··· Records to use ···

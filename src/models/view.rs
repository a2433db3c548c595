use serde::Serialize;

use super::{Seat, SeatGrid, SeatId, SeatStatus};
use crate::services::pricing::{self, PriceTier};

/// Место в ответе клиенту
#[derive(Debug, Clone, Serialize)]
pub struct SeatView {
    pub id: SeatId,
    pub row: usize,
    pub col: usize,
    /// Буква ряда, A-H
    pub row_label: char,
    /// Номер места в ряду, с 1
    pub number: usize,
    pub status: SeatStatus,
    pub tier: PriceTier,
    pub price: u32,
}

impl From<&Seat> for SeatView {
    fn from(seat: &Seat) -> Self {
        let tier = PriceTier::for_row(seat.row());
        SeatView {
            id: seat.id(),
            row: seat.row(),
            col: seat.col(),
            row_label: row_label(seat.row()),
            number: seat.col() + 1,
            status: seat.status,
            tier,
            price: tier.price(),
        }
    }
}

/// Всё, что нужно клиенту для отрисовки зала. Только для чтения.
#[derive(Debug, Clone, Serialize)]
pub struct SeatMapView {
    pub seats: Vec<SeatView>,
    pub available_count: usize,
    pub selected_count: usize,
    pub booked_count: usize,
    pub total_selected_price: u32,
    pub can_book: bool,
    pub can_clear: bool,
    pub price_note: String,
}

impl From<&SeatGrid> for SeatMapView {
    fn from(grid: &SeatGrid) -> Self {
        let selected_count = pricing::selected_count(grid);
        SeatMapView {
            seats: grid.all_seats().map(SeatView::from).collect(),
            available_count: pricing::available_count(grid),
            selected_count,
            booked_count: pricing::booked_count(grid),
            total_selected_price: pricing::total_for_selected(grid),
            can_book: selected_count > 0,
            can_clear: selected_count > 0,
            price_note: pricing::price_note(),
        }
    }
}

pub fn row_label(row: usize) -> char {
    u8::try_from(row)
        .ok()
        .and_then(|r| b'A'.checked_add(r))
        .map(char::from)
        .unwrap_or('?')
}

···
··· Records to use ···

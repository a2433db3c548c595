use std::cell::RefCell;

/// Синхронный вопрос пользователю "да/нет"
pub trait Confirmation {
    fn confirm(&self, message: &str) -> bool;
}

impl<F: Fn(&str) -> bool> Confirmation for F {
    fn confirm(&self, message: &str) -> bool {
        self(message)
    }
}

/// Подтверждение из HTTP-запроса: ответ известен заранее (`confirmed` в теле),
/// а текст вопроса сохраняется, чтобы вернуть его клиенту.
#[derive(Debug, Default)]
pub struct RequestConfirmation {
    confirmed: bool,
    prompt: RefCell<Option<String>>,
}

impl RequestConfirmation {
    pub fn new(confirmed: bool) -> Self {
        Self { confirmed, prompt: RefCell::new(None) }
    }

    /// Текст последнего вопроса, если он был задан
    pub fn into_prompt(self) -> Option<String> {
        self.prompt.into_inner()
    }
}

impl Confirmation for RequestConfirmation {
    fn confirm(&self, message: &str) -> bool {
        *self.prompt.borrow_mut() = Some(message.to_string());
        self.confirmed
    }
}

···
··· Records to use ···

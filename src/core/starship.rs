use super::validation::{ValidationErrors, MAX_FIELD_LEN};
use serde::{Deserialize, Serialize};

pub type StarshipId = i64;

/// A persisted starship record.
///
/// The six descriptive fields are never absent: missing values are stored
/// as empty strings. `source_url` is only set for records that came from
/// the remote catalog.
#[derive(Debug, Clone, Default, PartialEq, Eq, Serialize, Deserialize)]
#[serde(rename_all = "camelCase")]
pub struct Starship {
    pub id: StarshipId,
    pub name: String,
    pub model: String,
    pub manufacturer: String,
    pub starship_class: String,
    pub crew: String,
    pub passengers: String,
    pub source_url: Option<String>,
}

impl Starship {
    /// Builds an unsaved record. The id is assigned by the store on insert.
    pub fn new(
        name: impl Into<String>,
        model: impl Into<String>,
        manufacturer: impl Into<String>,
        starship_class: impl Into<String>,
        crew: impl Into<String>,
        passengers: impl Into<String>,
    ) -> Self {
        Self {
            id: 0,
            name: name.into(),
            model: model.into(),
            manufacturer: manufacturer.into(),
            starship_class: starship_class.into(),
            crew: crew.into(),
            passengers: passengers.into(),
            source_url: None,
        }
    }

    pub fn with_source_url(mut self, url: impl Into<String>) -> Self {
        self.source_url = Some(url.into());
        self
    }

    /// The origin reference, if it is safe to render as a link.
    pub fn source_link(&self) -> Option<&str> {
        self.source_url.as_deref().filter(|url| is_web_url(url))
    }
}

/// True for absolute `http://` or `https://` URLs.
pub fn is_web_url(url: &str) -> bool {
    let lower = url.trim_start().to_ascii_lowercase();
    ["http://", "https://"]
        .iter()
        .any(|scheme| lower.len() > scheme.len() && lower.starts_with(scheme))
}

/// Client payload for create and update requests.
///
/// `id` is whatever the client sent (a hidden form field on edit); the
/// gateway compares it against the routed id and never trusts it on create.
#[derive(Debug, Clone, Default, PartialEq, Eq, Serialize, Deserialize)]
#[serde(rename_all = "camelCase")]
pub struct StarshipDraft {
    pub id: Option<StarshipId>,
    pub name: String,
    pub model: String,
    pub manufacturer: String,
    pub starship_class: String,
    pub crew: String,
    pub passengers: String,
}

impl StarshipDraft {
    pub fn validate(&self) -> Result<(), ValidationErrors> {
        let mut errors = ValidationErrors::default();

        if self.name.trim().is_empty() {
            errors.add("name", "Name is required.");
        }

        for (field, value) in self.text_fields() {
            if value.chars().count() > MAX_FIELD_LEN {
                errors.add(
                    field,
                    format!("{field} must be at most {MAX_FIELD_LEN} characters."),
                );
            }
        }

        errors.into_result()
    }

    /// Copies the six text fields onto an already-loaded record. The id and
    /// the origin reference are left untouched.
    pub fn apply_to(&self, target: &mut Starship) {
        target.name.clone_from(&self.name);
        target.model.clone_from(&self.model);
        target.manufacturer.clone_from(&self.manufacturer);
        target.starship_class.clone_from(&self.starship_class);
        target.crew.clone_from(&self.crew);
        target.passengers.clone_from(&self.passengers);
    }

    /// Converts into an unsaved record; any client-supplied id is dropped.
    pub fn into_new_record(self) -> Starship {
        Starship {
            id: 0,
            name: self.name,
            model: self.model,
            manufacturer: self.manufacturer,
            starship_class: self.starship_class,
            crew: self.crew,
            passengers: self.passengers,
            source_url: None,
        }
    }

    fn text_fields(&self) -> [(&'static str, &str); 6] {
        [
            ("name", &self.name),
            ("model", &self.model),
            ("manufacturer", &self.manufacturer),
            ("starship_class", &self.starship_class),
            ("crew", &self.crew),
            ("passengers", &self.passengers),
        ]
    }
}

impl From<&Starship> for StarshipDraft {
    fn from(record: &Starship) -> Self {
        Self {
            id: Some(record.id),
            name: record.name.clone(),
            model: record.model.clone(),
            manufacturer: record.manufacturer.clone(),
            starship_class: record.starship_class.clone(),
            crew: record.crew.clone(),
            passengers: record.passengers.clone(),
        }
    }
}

···

#### What you need to do
Nothing but a number should be given: the count of lines above in which the word "Option" occurs.

#### Expected output
5